SHOHAMY There’s such play and joy here. Thinking about large questions like this is something scientists do all of the time, but the daily projects of science can sometimes feel disconnected from big philosophical questions. Having you to help us wander into that space in between is a real gift. I’m curious, what are some answers to these questions that took you by surprise?

KRAUSS One thing I hooked into early began with a conversation you and I had about memory. I had understood memory to be a creative act, but I thought about it as something that serves our pasts, something that creatively meets our need to create coherence from our pasts.

What I never thought about, and what I learned from you, was the idea that memory is first and foremost a tool for predicting the future. It made me think a lot about my own work. When I’m writing about people, I’m trying to understand when and why they transform and when they don’t, mistakes, why they become lost, what drives them, why they change. I’m often asking these questions in context of their pasts. But your thinking unlocked for me this beautiful sense that we do all that because we want to be prepared for the future, or we want a different future.
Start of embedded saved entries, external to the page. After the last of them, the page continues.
// coursecart/src/model/purchase.rs

use crate::model::course::CourseRef;
use crate::model::money::Rupees;
use chrono::{DateTime, Utc};
use serde::{Deserialize, Serialize};
use uuid::Uuid;

#[derive(Debug, Clone, Copy, PartialEq, Eq, Serialize, Deserialize)]
#[serde(rename_all = "lowercase")]
pub enum PaymentMethod {
  Razorpay,
  Upi,
}

impl PaymentMethod {
  pub fn as_str(self) -> &'static str {
    match self {
      PaymentMethod::Razorpay => "razorpay",
      PaymentMethod::Upi => "upi",
    }
  }
}

/// Body of `POST /purchase/purchase`, sent once the provider has confirmed
/// the payment.
#[derive(Debug, Clone, PartialEq, Serialize)]
#[serde(rename_all = "camelCase")]
pub struct PurchaseRecordRequest {
  pub user_id: String,
  #[serde(skip_serializing_if = "Option::is_none")]
  pub faculty_slug: Option<String>,
  #[serde(skip_serializing_if = "Option::is_none")]
  pub course_id: Option<String>,
  #[serde(skip_serializing_if = "Option::is_none")]
  pub course_index: Option<usize>,
  pub amount: Rupees,
  pub payment_method: PaymentMethod,
  pub transaction_id: String,
  #[serde(skip_serializing_if = "Option::is_none")]
  pub coupon: Option<String>,
  pub mode: String,
  pub attempt: String,
}

/// Body of `POST /purchase/upi-purchase`. The student paid out of band and
/// typed in the UPI transaction reference (UTR); staff verify it later.
#[derive(Debug, Clone, PartialEq, Serialize)]
#[serde(rename_all = "camelCase")]
pub struct UpiPurchaseRequest {
  pub user_id: String,
  #[serde(skip_serializing_if = "Option::is_none")]
  pub faculty_slug: Option<String>,
  #[serde(skip_serializing_if = "Option::is_none")]
  pub course_id: Option<String>,
  #[serde(skip_serializing_if = "Option::is_none")]
  pub course_index: Option<usize>,
  pub amount: Rupees,
  pub transaction_reference: String,
  #[serde(skip_serializing_if = "Option::is_none")]
  pub coupon: Option<String>,
  pub mode: String,
  pub attempt: String,
  pub full_name: String,
  pub email: String,
  pub phone: String,
}

/// Whether the purchase is already active or waits on staff verification.
#[derive(Debug, Clone, Copy, PartialEq, Eq)]
pub enum Verification {
  Confirmed,
  PendingVerification,
}

/// What the orchestrator keeps after a successful checkout.
#[derive(Debug, Clone, PartialEq)]
pub struct PurchaseReceipt {
  pub checkout_id: Uuid,
  pub course: CourseRef,
  pub method: PaymentMethod,
  pub transaction_id: String,
  pub amount: Rupees,
  pub verification: Verification,
  pub message: Option<String>,
  pub recorded_at: DateTime<Utc>,
}

/// A selection carried through the login redirect so checkout can resume.
#[derive(Debug, Clone, PartialEq, Eq, Serialize, Deserialize)]
#[serde(rename_all = "camelCase")]
pub struct PendingPurchase {
  pub course: CourseRef,
  pub mode: String,
  pub attempt: String,
}
// coursecart/src/conditional/mod.rs

//! Routed steps: a step of a parent pipeline that runs one of several
//! sub-pipelines, picked by a condition on the parent context. The checkout
//! uses this to choose between the Razorpay and manual UPI payment paths.

pub mod builder;
pub(crate) mod scope;

pub use builder::{RouteBuilder, RouteConfigurator, Unmatched};
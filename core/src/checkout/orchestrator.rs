// coursecart/src/checkout/orchestrator.rs

use crate::api::CourseApi;
use crate::checkout::details::CheckoutDetails;
use crate::checkout::pipeline::{build_checkout_pipeline, ActivePayment, CheckoutCtxData, CheckoutDeps};
use crate::checkout::state::{CheckoutEvent, CheckoutMachine, CheckoutState};
use crate::config::ClientConfig;
use crate::coupon::CouponState;
use crate::error::{CheckoutError, Result};
use crate::flow::{ContextData, FlowOutcome};
use crate::model::{Course, CourseRef, PaymentMethod, PendingPurchase, PurchaseReceipt, Rupees, User, Verification};
use crate::navigation::{MountGuard, Navigator, Route};
use crate::pipeline::Pipeline;
use crate::pricing::Selection;
use crate::provider::PaymentGateway;
use crate::session::SessionStore;
use std::sync::Arc;
use tokio::task::JoinHandle;
use tracing::{event, instrument, Level};
use url::Url;
use uuid::Uuid;

/// What "Buy Now" committed to: the course, the selection and the amount.
#[derive(Debug, Clone)]
struct ActiveCheckout {
  user: User,
  course: CourseRef,
  mode: String,
  attempt: String,
  amount: Rupees,
  coupon: Option<String>,
  details: CheckoutDetails,
}

#[derive(Default)]
struct OrchestratorState {
  machine: CheckoutMachine,
  checkout: Option<ActiveCheckout>,
  message: Option<String>,
  receipt: Option<PurchaseReceipt>,
  redirect: Option<JoinHandle<()>>,
}

/// Drives one course's checkout from "Buy Now" to the dashboard redirect.
///
/// Every payment attempt runs the checkout pipeline. The machine only
/// reaches `PaymentSuccess` once the provider has confirmed and the purchase
/// has been recorded. Once the owning view unmounts, results of in-flight
/// attempts are no longer written back.
pub struct CheckoutOrchestrator {
  deps: CheckoutDeps,
  session: Arc<SessionStore>,
  pipeline: Arc<Pipeline<CheckoutCtxData, CheckoutError>>,
  state: ContextData<OrchestratorState>,
}

impl CheckoutOrchestrator {
  pub fn new(
    api: Arc<dyn CourseApi>,
    gateway: Arc<dyn PaymentGateway>,
    navigator: Arc<dyn Navigator>,
    session: Arc<SessionStore>,
    config: Arc<ClientConfig>,
    mount: MountGuard,
  ) -> Result<Self> {
    let pipeline = build_checkout_pipeline()?;
    Ok(Self {
      deps: CheckoutDeps {
        api,
        gateway,
        navigator,
        config,
        mount,
      },
      session,
      pipeline: Arc::new(pipeline),
      state: ContextData::default(),
    })
  }

  pub fn state(&self) -> CheckoutState {
    self.state.read().machine.state()
  }

  pub fn is_processing(&self) -> bool {
    self.state.read().machine.is_processing()
  }

  /// The last message for the student, success or failure.
  pub fn message(&self) -> Option<String> {
    self.state.read().message.clone()
  }

  pub fn receipt(&self) -> Option<PurchaseReceipt> {
    self.state.read().receipt.clone()
  }

  pub fn details(&self) -> Option<CheckoutDetails> {
    self.state.read().checkout.as_ref().map(|c| c.details.clone())
  }

  /// The amount "Buy Now" committed to.
  pub fn amount(&self) -> Option<Rupees> {
    self.state.read().checkout.as_ref().map(|c| c.amount)
  }

  /// "Buy Now".
  ///
  /// With no complete, priced selection the machine stays `Idle` and a
  /// `Validation` error is returned. Without a signed-in user the student is
  /// sent to login with the selection as [`PendingPurchase`] and
  /// `Unauthenticated` is returned. Otherwise checkout moves to
  /// `DetailsCollection` with the form prefilled from the profile.
  ///
  /// A coupon is honoured only when it was applied against the selection's
  /// current price.
  #[instrument(name = "CheckoutOrchestrator::buy_now", skip_all, fields(course = %course.title))]
  pub fn buy_now(&self, course: &CourseRef, selection: &Selection, coupon: Option<&CouponState>) -> Result<CheckoutState> {
    let (Some(mode), Some(attempt)) = (selection.mode(), selection.attempt()) else {
      return Err(self.reject("Please select a mode and attempt"));
    };
    if !selection.has_valid_price() {
      return Err(self.reject("No valid price for the selected mode and attempt"));
    }

    let Some(user) = self.session.current_user() else {
      let pending = PendingPurchase {
        course: course.clone(),
        mode: mode.to_string(),
        attempt: attempt.to_string(),
      };
      event!(Level::INFO, mode, attempt, "Not signed in, redirecting to login.");
      self.deps.navigator.navigate(Route::Login { pending });
      return Err(CheckoutError::Unauthenticated);
    };

    let base = selection.price().final_price;
    let (amount, coupon_code) = match coupon {
      Some(c) if c.base_price() == base && c.applied_code().is_some() => {
        (c.final_price(), c.applied_code().map(str::to_string))
      }
      _ => (base, None),
    };

    let mut state = self.state.write();
    let next = state.machine.apply(CheckoutEvent::Begin)?;
    state.message = None;
    state.receipt = None;
    state.checkout = Some(ActiveCheckout {
      details: CheckoutDetails::prefilled(&user),
      user,
      course: course.clone(),
      mode: mode.to_string(),
      attempt: attempt.to_string(),
      amount,
      coupon: coupon_code,
    });
    event!(Level::INFO, mode, attempt, amount = amount.0, "Checkout started.");
    Ok(next)
  }

  /// Picks up a purchase carried through the login redirect. The labels are
  /// resolved against `course` again, so a selection that no longer exists is
  /// rejected like any incomplete one. `course` must be the course the
  /// purchase was started for.
  pub fn resume_after_login(&self, pending: &PendingPurchase, course: &Course) -> Result<CheckoutState> {
    ensure_same_course(pending, course)?;
    let selection = Selection::restore(course, &pending.mode, &pending.attempt);
    self.buy_now(&pending.course, &selection, None)
  }

  pub fn set_full_name(&self, value: impl Into<String>) -> Result<()> {
    self.edit_details("edit name", |d| {
      d.set_full_name(value);
      Ok(())
    })
  }

  pub fn set_email(&self, value: impl Into<String>) -> Result<()> {
    self.edit_details("edit email", |d| {
      d.set_email(value);
      Ok(())
    })
  }

  /// Fails when the phone number came from the profile.
  pub fn set_phone(&self, value: impl Into<String>) -> Result<()> {
    self.edit_details("edit phone", |d| d.set_phone(value))
  }

  pub async fn pay_with_razorpay(&self) -> Result<PurchaseReceipt> {
    self.pay(PaymentMethod::Razorpay, None).await
  }

  /// Submits a manual UPI payment for staff verification. `reference` is the
  /// UPI transaction reference (UTR): 6 to 35 ASCII letters or digits.
  pub async fn pay_with_upi(&self, reference: &str) -> Result<PurchaseReceipt> {
    let reference = reference.trim();
    if !(6..=35).contains(&reference.len()) || !reference.chars().all(|c| c.is_ascii_alphanumeric()) {
      return Err(CheckoutError::Validation(
        "Please enter a valid UPI transaction reference (6-35 letters or digits)".to_string(),
      ));
    }
    self.pay(PaymentMethod::Upi, Some(reference.to_string())).await
  }

  /// A `upi://pay` URI for the committed amount, for the host to render as a
  /// QR code.
  pub fn upi_payment_uri(&self) -> Result<String> {
    let config = &self.deps.config;
    let vpa = config
      .upi_payee_vpa
      .as_deref()
      .ok_or_else(|| CheckoutError::Config("UPI_PAYEE_VPA is not set".to_string()))?;
    let (amount, note) = {
      let state = self.state.read();
      let checkout = state.checkout.as_ref().ok_or(CheckoutError::InvalidTransition {
        action: "show UPI details",
        state: state.machine.state().as_str(),
      })?;
      (checkout.amount, format!("{} {}", checkout.course.title, checkout.mode))
    };

    let mut uri = Url::parse("upi://pay").map_err(|e| CheckoutError::Internal(e.to_string()))?;
    uri
      .query_pairs_mut()
      .append_pair("pa", vpa)
      .append_pair("pn", &config.upi_payee_name)
      .append_pair("am", &amount.0.to_string())
      .append_pair("cu", &config.currency)
      .append_pair("tn", &note);
    // Spaces go out as %20. A literal plus is already `%2B`.
    let query = uri.query().unwrap_or_default().replace('+', "%20");
    uri.set_query(Some(&query));
    Ok(uri.into())
  }

  /// Closes the checkout panel. Not allowed while a payment is in flight.
  pub fn close(&self) -> Result<CheckoutState> {
    let mut state = self.state.write();
    let next = state.machine.apply(CheckoutEvent::Close)?;
    state.checkout = None;
    state.message = None;
    Ok(next)
  }

  /// The owning view went away: drop later results and any pending redirect.
  pub fn unmount(&self) {
    self.deps.mount.unmount();
    if let Some(handle) = self.state.write().redirect.take() {
      handle.abort();
    }
    event!(Level::DEBUG, "Checkout view unmounted.");
  }

  #[instrument(name = "CheckoutOrchestrator::pay", skip(self, upi_reference), fields(method = method.as_str()))]
  async fn pay(&self, method: PaymentMethod, upi_reference: Option<String>) -> Result<PurchaseReceipt> {
    let ctx_data = {
      let mut state = self.state.write();
      if state.machine.is_processing() {
        return Err(CheckoutError::Busy);
      }
      let current = state.machine.state();
      let checkout = match (&state.checkout, current.accepts_payment()) {
        (Some(checkout), true) => checkout.clone(),
        _ => {
          return Err(CheckoutError::InvalidTransition {
            action: "start payment",
            state: current.as_str(),
          })
        }
      };
      if let Err(e) = checkout.details.validate() {
        state.message = Some(e.user_message());
        return Err(e);
      }
      state.machine.apply(CheckoutEvent::Submit)?;
      state.message = None;

      ContextData::new(CheckoutCtxData {
        deps: self.deps.clone(),
        checkout_id: Uuid::new_v4(),
        user: checkout.user,
        course: checkout.course,
        mode: checkout.mode,
        attempt: checkout.attempt,
        amount: checkout.amount,
        coupon: checkout.coupon,
        details: checkout.details,
        method,
        upi_reference,
        payment: ActivePayment::None,
        transaction_id: None,
        receipt: None,
        redirect: None,
      })
    };

    let run = self.pipeline.run(ctx_data.clone()).await;

    let (receipt, redirect) = {
      let mut data = ctx_data.write();
      (data.receipt.take(), data.redirect.take())
    };

    if !self.deps.mount.is_mounted() {
      event!(Level::INFO, "View unmounted during payment, result not applied.");
      if let Some(handle) = redirect {
        handle.abort();
      }
      return match (run, receipt) {
        (Ok(FlowOutcome::Completed), Some(receipt)) => Ok(receipt),
        (Err(e), _) => Err(e),
        _ => Err(CheckoutError::Provider("Payment was not completed".to_string())),
      };
    }

    let mut state = self.state.write();
    match (run, receipt) {
      (Ok(FlowOutcome::Completed), Some(receipt)) => {
        state.machine.apply(CheckoutEvent::Recorded)?;
        state.message = Some(
          receipt
            .message
            .clone()
            .unwrap_or_else(|| success_message(&receipt).to_string()),
        );
        state.receipt = Some(receipt.clone());
        state.redirect = redirect;
        event!(Level::INFO, transaction_id = %receipt.transaction_id, "Checkout complete.");
        Ok(receipt)
      }
      (Ok(_), _) => {
        let err = CheckoutError::Provider("Payment was not completed".to_string());
        fail(&mut state, &err);
        Err(err)
      }
      (Err(err), _) => {
        fail(&mut state, &err);
        Err(err)
      }
    }
  }

  fn edit_details(&self, action: &'static str, f: impl FnOnce(&mut CheckoutDetails) -> Result<()>) -> Result<()> {
    let mut state = self.state.write();
    let current = state.machine.state();
    match state.checkout.as_mut() {
      Some(checkout) if current.accepts_payment() => f(&mut checkout.details),
      _ => Err(CheckoutError::InvalidTransition {
        action,
        state: current.as_str(),
      }),
    }
  }

  fn reject(&self, message: &str) -> CheckoutError {
    event!(Level::WARN, reason = message, "Buy Now rejected.");
    self.state.write().message = Some(message.to_string());
    CheckoutError::Validation(message.to_string())
  }
}

pub(crate) fn ensure_same_course(pending: &PendingPurchase, course: &Course) -> Result<()> {
  if pending.course.refers_to(course) {
    return Ok(());
  }
  event!(
    Level::WARN,
    pending = ?pending.course.course_id,
    loaded = ?course.id,
    "Resumed purchase does not match the loaded course."
  );
  Err(CheckoutError::Validation(
    "This purchase was started for a different course".to_string(),
  ))
}

fn fail(state: &mut OrchestratorState, err: &CheckoutError) {
  if let Err(e) = state.machine.apply(CheckoutEvent::Fail) {
    event!(Level::ERROR, error = %e, "Could not move checkout to failed.");
  }
  match err {
    CheckoutError::PaymentNotRecorded { transaction_id, message } => {
      event!(Level::ERROR, %transaction_id, reason = %message, "Payment needs manual reconciliation.");
    }
    other => event!(Level::WARN, error = %other, "Payment attempt failed."),
  }
  state.message = Some(err.user_message());
}

fn success_message(receipt: &PurchaseReceipt) -> &'static str {
  match receipt.verification {
    Verification::Confirmed => "Payment successful! Redirecting to your dashboard...",
    Verification::PendingVerification => {
      "Payment details submitted. Your course will be activated once the payment is verified."
    }
  }
}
SHOHAMY There’s this really interesting connection, as you’ve said, about how our brains need the past so they can create a generative model about what’s going to happen. In talking to you about what goes through your mind when you’re building a novel, it sounds like that’s what you’re searching for: some kind of internal logic and structure for a narrative so that you can make those predictions about your characters. Could you share some other insights you gained from your questions?

KRAUSS The more I had these conversations about the brain, the more I found echoes between the way I think about making sense of the world and the way scientists think about how the brain makes sense of the world.

One scientist told me that one of the most fundamental things we don’t know about the brain is why it is unified. Why do you only do one thing? Why do you only perceive one thing? Illusions can happen when there are two interpretations that you can go back and forth between. But there’s something in the brain that at every level, at every moment, is trying to present a unified percept.

This sent off fireworks in my mind. I’m very uneasy with one way of looking at things. I have never written a novel that has only one perspective. My novels tend to be polyphonic, with multiple narrative strands and multiple perspectives. Kind of cubist, in a way: the whole is the harmony between the parts, the patterns that are formed between the different narratives.

SHOHAMY In some of your work, like Forest Dark, even a single self has multiple parallel existences.

KRAUSS Exactly. On one hand, what that neuroscientist said is so striking and so true, this longing for wholeness. Yet we know that that one unified perspective or action or way of seeing things is not enough to get at the truth. That’s part of the joy of writing novels: taking on other voices and living other lives.

Perhaps one day I will look back on all of my work, all the voices I have explored, and I’ll discover that unified picture of what my brain has seen as it looked at life.